Through a musical lens, author Andrea Avery tells a story of confronting the overwhelming obstacles of chronic illness in pursuit of a career as a pianist in "Sonata: A Memoir of Pain and the Piano."
Andrea Avery does not claim that she definitely would have been a great pianist had rheumatoid arthritis not taken hold of her joints when she was twelve. "Listen," she writes in her new book, Sonata: A Memoir of Pain and the Piano, "I know. Millions of kids take piano lessons, and very few of them become concert pianists. I understand the rarity and odds better than most, I assure you."
Nonetheless, if it had it been up to her, a concert pianist is precisely what she would have been.
Where most kids have to be prodded and bribed to practice their instruments, Avery couldn't walk past a piano without plopping down on the bench and playing it. It was a need, and she practiced ferociously, devouring everything she could get her hands on, from Mozart to Barry Manilow. Piano was her everything.
Then her body took her in another direction. Rheumatoid arthritis (R.A.), like multiple sclerosis or lupus, is a chronic autoimmune disease that causes the body to misread its own instructions and to attack itself. It has no cure, and cruelly, especially for a budding pianist determined to be the best, it takes aim at the joints.
However, soon after her diagnosis, at a conference for children with R.A. in Providence, R.I., she heard Franz Schubert's Piano Sonata in B-flat major, D 960. At the time she didn't know what it was called. She didn't know it would be a companion through her journey with R.A., running parallel to her many surgeries and setbacks.
She didn't know its own sad history, that it was Schubert's last work for piano, and that he was severely ill and in the final months of his short life when he wrote it. She didn't know that for decades after first hearing it she would practice it hour after hour, painfully trying to force her hands to comply with what she wanted them to do. She didn't know that after setting aside her dreams of playing piano she would return to it, to her beloved Schubert, just to keep playing, even for a little bit.
What she knew is that the piece stirred her to the core, and she had to play it. Right there, right then.
Sonata: A Memoir of Pain and the Piano is a powerful and emotional read. I'm tempted to say it's an inspiring read, but, after having chatted with Andrea, I know that "inspiration" isn't the point of the book. More accurately, it is an encouraging read.

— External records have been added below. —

use async_trait::async_trait;
use chrono::Utc;
use serde::Deserialize;
use tracing::{debug, instrument};

use super::util::{
    ProviderSettings, default_company_name, derive_eps, endpoint, get_json, http_client,
    lenient_f64,
};
use crate::core::error::QuoteError;
use crate::core::quote::{ProviderQuote, QuoteProvider, QuoteSource};

pub const TWELVE_DATA_BASE_URL: &str = "https://api.twelvedata.com";

const NAME: &str = "TWELVEDATA";

/// Twelve Data REST API. Needs an API key; a quote takes two calls, one for
/// the price and one for the fundamentals.
pub struct TwelveDataProvider {
    base_url: String,
    api_key: String,
    client: reqwest::Client,
    settings: ProviderSettings,
}

impl TwelveDataProvider {
    pub fn new(
        base_url: &str,
        api_key: &str,
        settings: ProviderSettings,
    ) -> Result<Self, QuoteError> {
        Ok(TwelveDataProvider {
            base_url: base_url.to_string(),
            api_key: api_key.to_string(),
            client: http_client(NAME, &settings)?,
            settings,
        })
    }

    async fn get<T: serde::de::DeserializeOwned>(
        &self,
        path: &str,
        listing: &str,
    ) -> Result<T, QuoteError> {
        let url = endpoint(
            NAME,
            &self.base_url,
            path,
            &[("symbol", listing), ("apikey", self.api_key.as_str())],
        )?;
        debug!("Requesting {} data for {}", path, listing);
        get_json(NAME, &self.settings, || self.client.get(url.clone())).await
    }
}

#[derive(Deserialize, Debug)]
struct TwelvePrice {
    #[serde(default, deserialize_with = "lenient_f64")]
    price: Option<f64>,
}

#[derive(Deserialize, Debug, Default)]
struct FiftyTwoWeek {
    #[serde(default, deserialize_with = "lenient_f64")]
    high: Option<f64>,
    #[serde(default, deserialize_with = "lenient_f64")]
    low: Option<f64>,
}

#[derive(Deserialize, Debug)]
struct TwelveQuote {
    name: Option<String>,
    #[serde(default, deserialize_with = "lenient_f64")]
    pe_ratio: Option<f64>,
    #[serde(default)]
    fifty_two_week: FiftyTwoWeek,
    #[serde(default, deserialize_with = "lenient_f64")]
    market_cap: Option<f64>,
}

#[async_trait]
impl QuoteProvider for TwelveDataProvider {
    fn name(&self) -> &'static str {
        NAME
    }

    #[instrument(name = "TwelveDataQuoteFetch", skip(self), fields(symbol = %symbol))]
    async fn fetch_quote(&self, symbol: &str) -> Result<ProviderQuote, QuoteError> {
        let listing = format!("{symbol}.NS");

        let price: TwelvePrice = self.get("price", &listing).await?;
        // Error payloads arrive with HTTP 200 and no price field.
        let current_price = price
            .price
            .filter(|p| *p > 0.0)
            .ok_or_else(|| QuoteError::upstream(NAME, format!("Missing price for {symbol}")))?;

        let info: TwelveQuote = self.get("quote", &listing).await?;
        let pe_ratio = info.pe_ratio.unwrap_or_default();

        Ok(ProviderQuote {
            symbol: symbol.to_string(),
            company_name: info.name.unwrap_or_else(|| default_company_name(symbol)),
            current_price,
            eps: derive_eps(current_price, pe_ratio),
            pe_ratio,
            high_52_week: info.fifty_two_week.high.unwrap_or_default(),
            low_52_week: info.fifty_two_week.low.unwrap_or_default(),
            market_cap: info.market_cap.unwrap_or_default(),
            fetched_at: Utc::now(),
            source: QuoteSource::Provider(NAME.to_string()),
        })
    }
}

#[cfg(test)]
mod tests {
    use super::*;
    use wiremock::matchers::{method, path, query_param};
    use wiremock::{Mock, MockServer, ResponseTemplate};

    const KEY: &str = "demo";

    async fn mount(server: &MockServer, endpoint: &str, listing: &str, status: u16, body: &str) {
        Mock::given(method("GET"))
            .and(path(endpoint))
            .and(query_param("symbol", listing))
            .and(query_param("apikey", KEY))
            .respond_with(ResponseTemplate::new(status).set_body_string(body))
            .mount(server)
            .await;
    }

    fn provider(base_url: &str) -> TwelveDataProvider {
        TwelveDataProvider::new(
            base_url,
            KEY,
            ProviderSettings {
                retries: 0,
                ..Default::default()
            },
        )
        .unwrap()
    }

    #[tokio::test]
    async fn test_successful_quote_fetch() {
        let mock_server = MockServer::start().await;
        mount(&mock_server, "/price", "ITC.NS", 200, r#"{"price": "450.00"}"#).await;
        mount(
            &mock_server,
            "/quote",
            "ITC.NS",
            200,
            r#"{
                "symbol": "ITC",
                "name": "ITC Limited",
                "pe_ratio": "25",
                "fifty_two_week": {"high": "499.70", "low": "399.35"},
                "market_cap": "5610000000000"
            }"#,
        )
        .await;

        let quote = provider(&mock_server.uri()).fetch_quote("ITC").await.unwrap();
        assert_eq!(quote.company_name, "ITC Limited");
        assert_eq!(quote.current_price, 450.0);
        assert_eq!(quote.pe_ratio, 25.0);
        assert_eq!(quote.eps, 18.0);
        assert_eq!(quote.high_52_week, 499.7);
        assert_eq!(quote.low_52_week, 399.35);
        assert_eq!(quote.market_cap, 5_610_000_000_000.0);
        assert_eq!(quote.source, QuoteSource::Provider("TWELVEDATA".to_string()));
    }

    #[tokio::test]
    async fn test_error_payload_is_upstream_error() {
        let mock_server = MockServer::start().await;
        mount(
            &mock_server,
            "/price",
            "ZZZZ.NS",
            200,
            r#"{"code": 400, "message": "symbol not found", "status": "error"}"#,
        )
        .await;

        let err = provider(&mock_server.uri())
            .fetch_quote("ZZZZ")
            .await
            .unwrap_err();
        assert_eq!(
            err,
            QuoteError::upstream("TWELVEDATA", "Missing price for ZZZZ")
        );
    }

    #[tokio::test]
    async fn test_failed_info_call_fails_the_quote() {
        let mock_server = MockServer::start().await;
        mount(&mock_server, "/price", "ITC.NS", 200, r#"{"price": 450}"#).await;
        mount(&mock_server, "/quote", "ITC.NS", 429, "").await;

        let err = provider(&mock_server.uri())
            .fetch_quote("ITC")
            .await
            .unwrap_err();
        assert!(err.to_string().contains("HTTP error: 429"));
    }

    #[tokio::test]
    async fn test_missing_range_defaults_to_zero() {
        let mock_server = MockServer::start().await;
        mount(&mock_server, "/price", "ITC.NS", 200, r#"{"price": 450}"#).await;
        mount(&mock_server, "/quote", "ITC.NS", 200, r#"{"name": "ITC Limited"}"#).await;

        let quote = provider(&mock_server.uri()).fetch_quote("ITC").await.unwrap();
        assert_eq!(quote.high_52_week, 0.0);
        assert_eq!(quote.low_52_week, 0.0);
        assert_eq!(quote.pe_ratio, 0.0);
        assert_eq!(quote.eps, 0.0);
    }
}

"Write the book you want to read. I wrote the book that I thought would console me when I was 17." Sonata is, like so much classical music, written with a multi-movement form, following a distinct pattern: joyful, traumatic, resurgent, triumphant. It isn't happily ever after, but it isn't a tragedy either. It's a story of a life, imbued with the calm and enlightened peace and acceptance of those who have been through an ordeal and come to the other side.